古堡裏的一切恐怖景象都就此終結。但是誰也沒為此感到欣喜,樂彤難捱這樣凝滞僵硬的氣氛, 起身走出了房間:“我去找蘇先生。”

阮滢感覺到了無助, 她忍不住看向了尹嘉炎,但尹嘉炎卻始終沉浸在自己的世界中, 像是在思考什麽東西。

“難道我做錯了嗎?這裏前有厲鬼, 後有殺人犯,難道我不應該說出來, 讓大家警惕嗎?”阮滢忍不住問。

尹嘉炎這才擡起頭,瞥了她一眼:“你沒有分清楚場合。”

“場合?”阮滢愣了愣。

“如果他不是殺人犯,你就冤枉了人, 在這樣的時候, 生出間隙是致命的。如果他是, 那你就更錯了, 你當着他的面說出來, 只會引來更大的麻煩。”尹嘉炎也站了起來往外走。

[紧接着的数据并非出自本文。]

mod commands;

use clap::{Args, Parser, Subcommand};
use clap_complete::Shell;
use commands::exit_code_for;
use std::path::PathBuf;
use std::process::ExitCode;

#[derive(Debug, Parser)]
#[command(
    name = "skpack",
    version,
    about = "Assemble Skipper packages from templated resources and publish them once"
)]
struct Cli {
    /// Path to the project manifest.
    #[arg(short, long, default_value = "skpack.toml", global = true)]
    project: PathBuf,

    /// Output results as structured JSON.
    #[arg(long, default_value_t = false, global = true)]
    json: bool,

    /// Enable verbose (debug) logging output.
    #[arg(short, long, default_value_t = false, global = true)]
    verbose: bool,

    /// Enable trace-level logging (more detailed than --verbose).
    #[arg(long, default_value_t = false, global = true)]
    trace: bool,

    #[command(subcommand)]
    command: Commands,
}

/// Settings that override `[package]` and `[properties]` in the manifest.
#[derive(Debug, Clone, Default, Args)]
pub struct PackageArgs {
    /// Directory with project files that replace built-in resources
    /// (relative to the current directory).
    #[arg(long)]
    override_dir: Option<PathBuf>,
    /// Working directory for the assembled tree and the archive
    /// (relative to the current directory).
    #[arg(long)]
    work_dir: Option<PathBuf>,
    /// Archive format: zip or tar.gz.
    #[arg(long)]
    format: Option<String>,
    /// Extra template variable, as key=value. May be repeated.
    #[arg(long = "set", value_name = "KEY=VALUE")]
    set: Vec<String>,
}

/// Settings that override `[remote]` in the manifest.
#[derive(Debug, Clone, Default, Args)]
pub struct RemoteArgs {
    /// Repository API URL, e.g. http://localhost:7577/api.
    #[arg(long)]
    remote: Option<String>,
    /// Target repository name within the remote.
    #[arg(long)]
    repo: Option<String>,
    /// Bearer token for the remote (overrides ~/.config/skpack/remote.json).
    #[arg(long)]
    token: Option<String>,
}

#[derive(Debug, Subcommand)]
enum Commands {
    /// Write a starter skpack.toml.
    Init {
        /// Project directory.
        #[arg(default_value = ".")]
        dir: PathBuf,
        /// Package name (defaults to the directory name).
        #[arg(long)]
        name: Option<String>,
        /// Initial package version.
        #[arg(long = "package-version", default_value = "0.1.0")]
        package_version: String,
        /// Copy the built-in templates into the override directory.
        #[arg(long, default_value_t = false)]
        with_templates: bool,
    },
    /// Merge, filter and archive the package.
    Package {
        #[command(flatten)]
        package: PackageArgs,
        /// Fail when any file could not be scanned or filtered.
        #[arg(long, default_value_t = false)]
        strict: bool,
    },
    /// Upload the packaged archive unless this version is already published.
    Publish {
        #[command(flatten)]
        package: PackageArgs,
        #[command(flatten)]
        remote: RemoteArgs,
    },
    /// Package, then publish.
    Deploy {
        #[command(flatten)]
        package: PackageArgs,
        #[command(flatten)]
        remote: RemoteArgs,
        /// Fail when any file could not be scanned or filtered.
        #[arg(long, default_value_t = false)]
        strict: bool,
    },
    /// List the entries of a package archive.
    Inspect {
        /// Archive to list (defaults to the project's packaged archive).
        archive: Option<PathBuf>,
        #[command(flatten)]
        package: PackageArgs,
    },
    /// Generate shell completions for bash, zsh, fish, elvish, or powershell.
    Completions {
        /// Shell to generate completions for.
        shell: Shell,
    },
}

fn main() -> ExitCode {
    let default_hook = std::panic::take_hook();
    std::panic::set_hook(Box::new(move |info| {
        let msg = info.to_string();
        if msg.contains("Broken pipe")
            || msg.contains("broken pipe")
            || msg.contains("os error 32")
            || msg.contains("failed printing to stdout")
        {
            std::process::exit(0);
        }
        default_hook(info);
    }));

    let cli = Cli::parse();

    let default_level = if cli.trace {
        "trace"
    } else if cli.verbose {
        "debug"
    } else {
        "warn"
    };
    tracing_subscriber::fmt()
        .with_env_filter(
            tracing_subscriber::EnvFilter::try_from_env("SKPACK_LOG")
                .unwrap_or_else(|_| tracing_subscriber::EnvFilter::new(default_level)),
        )
        .with_writer(std::io::stderr)
        .with_target(false)
        .without_time()
        .init();

    let json_output = cli.json;
    let manifest = cli.project;

    let result = match cli.command {
        Commands::Init {
            dir,
            name,
            package_version,
            with_templates,
        } => commands::init::run(
            &dir,
            name.as_deref(),
            &package_version,
            with_templates,
            json_output,
        ),
        Commands::Package { package, strict } => {
            commands::package::run(&manifest, &package, strict, json_output)
        }
        Commands::Publish { package, remote } => {
            commands::publish::run(&manifest, &package, &remote, json_output)
        }
        Commands::Deploy {
            package,
            remote,
            strict,
        } => commands::deploy::run(&manifest, &package, &remote, strict, json_output),
        Commands::Inspect { archive, package } => {
            commands::inspect::run(&manifest, archive.as_deref(), &package, json_output)
        }
        Commands::Completions { shell } => commands::completions::run::<Cli>(shell),
    };

    match result {
        Ok(code) => ExitCode::from(code),
        Err(msg) => {
            eprintln!("error: {msg}");
            ExitCode::from(exit_code_for(&msg))
        }
    }
}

阮滢忍不住問:“那你覺得呢?尹嘉炎, 你覺得,他是不是殺人犯呢?我們明明,明明一起看見了那些東西……”

“他不是。”尹嘉炎腦子裏來來回回都是當年那驚鴻一瞥, 想也不想就說道。

一個心有惡意的人,怎麽可能畫得出那樣的畫呢?

阮滢愣愣地站在那裏:“那你現在要去哪裏?”

“去找蘇先生。”

“可是,我一個人……”

“白天不會有事。”尹嘉炎頭也不回地走了出去:“當你開口的時候,你就應該想到這一刻。為什麽沒有想到呢?”

因為她昏了頭。

她被恐懼,嫉妒逼昏了頭。

阮滢是天之驕女,可來到這個地方, 只有無盡的疲憊與逃亡,恐懼始終伴随着她,她甚至還生病了,當她生病之後,也只有尹嘉炎在一旁,再沒有其他人将她放在心上。心理上的折磨是巨大的。阮滢很難接受,為什麽樂彤在這樣的環境,都能比她更游刃有餘?

·

從傅雲京站在門外那一刻起,杭清就知道了。不過令他覺得怪異的是,傅雲京竟然遲遲沒有動靜,他似乎就在門外站定了一樣。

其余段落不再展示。